_PROMPT_.
Scan the entries below line by line and state how many lines contain the string "degraded", giving only the number.

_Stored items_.

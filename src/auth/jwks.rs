// SPDX-License-Identifier: AGPL-3.0-or-later
//
// Copyright (C) 2026 Relational Network

//! JWKS (JSON Web Key Set) fetching and caching.
//!
//! ## Security
//!
//! - Keys are cached with a configurable TTL
//! - An unknown `kid` forces one refresh so provider key rotation is picked up
//! - The verification algorithm comes from the JWK, never from the token header

use std::sync::Arc;
use std::time::{Duration, Instant};

use jsonwebtoken::jwk::{AlgorithmParameters, Jwk, JwkSet, KeyAlgorithm};
use jsonwebtoken::{Algorithm, DecodingKey};
use tokio::sync::RwLock;

use super::error::AuthError;

/// Default JWKS cache TTL (5 minutes).
const DEFAULT_CACHE_TTL: Duration = Duration::from_secs(300);

/// JWKS cache entry.
struct CacheEntry {
    jwks: JwkSet,
    fetched_at: Instant,
}

/// JWKS manager with caching.
///
/// One instance per identity provider, shared by every verifier built for it.
#[derive(Clone)]
pub struct JwksManager {
    /// JWKS URL (from the provider's discovery document)
    jwks_url: String,
    /// Cache TTL
    cache_ttl: Duration,
    /// Cached JWKS
    cache: Arc<RwLock<Option<CacheEntry>>>,
    /// HTTP client
    client: reqwest::Client,
}

impl JwksManager {
    /// Create a new JWKS manager.
    ///
    /// # Arguments
    /// - `jwks_url`: The JWKS endpoint URL (e.g., `https://www.googleapis.com/oauth2/v3/certs`)
    /// - `client`: Shared HTTP client; its timeout bounds every fetch
    pub fn new(jwks_url: impl Into<String>, client: reqwest::Client) -> Self {
        Self {
            jwks_url: jwks_url.into(),
            cache_ttl: DEFAULT_CACHE_TTL,
            cache: Arc::new(RwLock::new(None)),
            client,
        }
    }

    /// Fetch JWKS (with caching).
    async fn get_jwks(&self) -> Result<JwkSet, AuthError> {
        {
            let cache = self.cache.read().await;
            if let Some(entry) = &*cache {
                if entry.fetched_at.elapsed() < self.cache_ttl {
                    return Ok(entry.jwks.clone());
                }
            }
        }

        self.refresh().await
    }

    /// Fetch JWKS from the endpoint.
    async fn fetch_jwks(&self) -> Result<JwkSet, AuthError> {
        let response = self
            .client
            .get(&self.jwks_url)
            .send()
            .await
            .map_err(|e| AuthError::DiscoveryError(format!("JWKS fetch failed: {e}")))?;

        if !response.status().is_success() {
            return Err(AuthError::DiscoveryError(format!(
                "HTTP {} from JWKS endpoint",
                response.status()
            )));
        }

        response
            .json()
            .await
            .map_err(|e| AuthError::DiscoveryError(format!("invalid JWKS: {e}")))
    }

    /// Get a decoding key for the given key ID.
    ///
    /// A `kid` missing from the cached set triggers one forced refresh.
    pub async fn get_decoding_key(&self, kid: &str) -> Result<(DecodingKey, Algorithm), AuthError> {
        let jwks = self.get_jwks().await?;
        if let Some(jwk) = find_key(&jwks, kid) {
            return jwk_to_decoding_key(jwk);
        }

        tracing::info!(kid = %kid, jwks_url = %self.jwks_url, "kid not in cached JWKS, refreshing");
        let jwks = self.refresh().await?;
        let jwk = find_key(&jwks, kid).ok_or_else(|| {
            AuthError::InvalidIdentityToken(format!("no JWKS key matches kid '{kid}'"))
        })?;
        jwk_to_decoding_key(jwk)
    }

    /// Get the only usable key (for tokens without kid).
    ///
    /// Ambiguous when the set holds more than one usable key, so that case is
    /// rejected rather than guessing.
    pub async fn get_sole_decoding_key(&self) -> Result<(DecodingKey, Algorithm), AuthError> {
        let jwks = self.get_jwks().await?;
        let mut usable = jwks.keys.iter().filter_map(|jwk| jwk_to_decoding_key(jwk).ok());

        match (usable.next(), usable.next()) {
            (Some(key), None) => Ok(key),
            (None, _) => Err(AuthError::InvalidIdentityToken(
                "JWKS contains no usable key".to_string(),
            )),
            (Some(_), Some(_)) => Err(AuthError::InvalidIdentityToken(
                "token has no kid and JWKS holds several keys".to_string(),
            )),
        }
    }

    /// Force refresh the JWKS cache.
    pub async fn refresh(&self) -> Result<JwkSet, AuthError> {
        let jwks = self.fetch_jwks().await?;
        let mut cache = self.cache.write().await;
        *cache = Some(CacheEntry {
            jwks: jwks.clone(),
            fetched_at: Instant::now(),
        });
        Ok(jwks)
    }

    /// Check if JWKS is currently cached and valid.
    pub async fn is_cached(&self) -> bool {
        let cache = self.cache.read().await;
        if let Some(entry) = &*cache {
            entry.fetched_at.elapsed() < self.cache_ttl
        } else {
            false
        }
    }
}

fn find_key<'a>(jwks: &'a JwkSet, kid: &str) -> Option<&'a Jwk> {
    jwks.keys
        .iter()
        .find(|k| k.common.key_id.as_deref() == Some(kid))
}

/// Convert a JWK to a DecodingKey.
///
/// Only asymmetric keys are accepted; a provider publishing `oct` keys would
/// let anyone holding the client secret forge identity tokens.
fn jwk_to_decoding_key(jwk: &Jwk) -> Result<(DecodingKey, Algorithm), AuthError> {
    match &jwk.algorithm {
        AlgorithmParameters::RSA(rsa) => {
            let key = DecodingKey::from_rsa_components(&rsa.n, &rsa.e).map_err(|e| {
                AuthError::InvalidIdentityToken(format!("failed to create RSA key: {e}"))
            })?;

            let alg = match jwk.common.key_algorithm {
                Some(KeyAlgorithm::RS384) => Algorithm::RS384,
                Some(KeyAlgorithm::RS512) => Algorithm::RS512,
                Some(KeyAlgorithm::PS256) => Algorithm::PS256,
                Some(KeyAlgorithm::PS384) => Algorithm::PS384,
                Some(KeyAlgorithm::PS512) => Algorithm::PS512,
                _ => Algorithm::RS256,
            };

            Ok((key, alg))
        }
        AlgorithmParameters::EllipticCurve(ec) => {
            let key = DecodingKey::from_ec_components(&ec.x, &ec.y).map_err(|e| {
                AuthError::InvalidIdentityToken(format!("failed to create EC key: {e}"))
            })?;

            let alg = match jwk.common.key_algorithm {
                Some(KeyAlgorithm::ES384) => Algorithm::ES384,
                _ => Algorithm::ES256,
            };

            Ok((key, alg))
        }
        _ => Err(AuthError::InvalidIdentityToken(
            "unsupported key type in JWKS".to_string(),
        )),
    }
}
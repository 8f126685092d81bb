// SPDX-License-Identifier: AGPL-3.0-or-later
//
// Copyright (C) 2026 Relational Network

use std::collections::BTreeMap;

use axum::{extract::State, http::StatusCode, Json};
use serde::Serialize;
use utoipa::ToSchema;

use crate::state::AppState;

/// Health check response with individual component status.
#[derive(Debug, Serialize, ToSchema)]
pub struct ReadyResponse {
    /// Overall health status ("ok" or "degraded").
    pub status: String,
    /// Individual health checks and their results.
    pub checks: HealthChecks,
}

/// Individual health check results.
#[derive(Debug, Serialize, ToSchema)]
pub struct HealthChecks {
    /// Whether the service process is running.
    pub service: String,
    /// Status per configured provider ("ok" or "unavailable"): metadata
    /// discovered and signing keys loaded.
    pub providers: BTreeMap<String, String>,
}

/// Simple health check response for liveness probes.
#[derive(Debug, Serialize, ToSchema)]
pub struct HealthResponse {
    pub status: String,
}

/// Check each provider's metadata and JWKS, fetching whatever is not cached.
async fn check_providers(state: &AppState) -> BTreeMap<String, String> {
    let mut results = BTreeMap::new();
    for key in state.registry.keys() {
        let status = match state.registry.check(key).await {
            Ok(()) => "ok",
            Err(e) => {
                tracing::warn!(provider = key, error = ?e, "provider not ready");
                "unavailable"
            }
        };
        results.insert(key.to_string(), status.to_string());
    }
    results
}

/// Health check endpoint handler.
///
/// Returns 200 if all checks pass, 503 if any check fails.
#[utoipa::path(
    get,
    path = "/health",
    tag = "Health",
    responses(
        (status = 200, description = "Service is healthy", body = ReadyResponse),
        (status = 503, description = "Service is unhealthy", body = ReadyResponse)
    )
)]
pub async fn health(State(state): State<AppState>) -> (StatusCode, Json<ReadyResponse>) {
    let providers = check_providers(&state).await;
    let all_ok = providers.values().all(|s| s == "ok");

    let response = ReadyResponse {
        status: if all_ok { "ok" } else { "degraded" }.to_string(),
        checks: HealthChecks {
            service: "ok".to_string(),
            providers,
        },
    };

    let status = if all_ok {
        StatusCode::OK
    } else {
        StatusCode::SERVICE_UNAVAILABLE
    };

    (status, Json(response))
}

/// Liveness probe handler.
///
/// Always returns 200 if the process is running.
#[utoipa::path(
    get,
    path = "/health/live",
    tag = "Health",
    responses(
        (status = 200, description = "Service is alive", body = HealthResponse)
    )
)]
pub async fn liveness() -> Json<HealthResponse> {
    Json(HealthResponse {
        status: "ok".to_string(),
    })
}

/// Readiness probe handler.
///
/// Returns 200 only once every provider has been discovered.
#[utoipa::path(
    get,
    path = "/health/ready",
    tag = "Health",
    responses(
        (status = 200, description = "Service is ready", body = ReadyResponse),
        (status = 503, description = "Service is not ready", body = ReadyResponse)
    )
)]
pub async fn readiness(state: State<AppState>) -> (StatusCode, Json<ReadyResponse>) {
    health(state).await
}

_ANSWER TO THE EXERCISE_.
2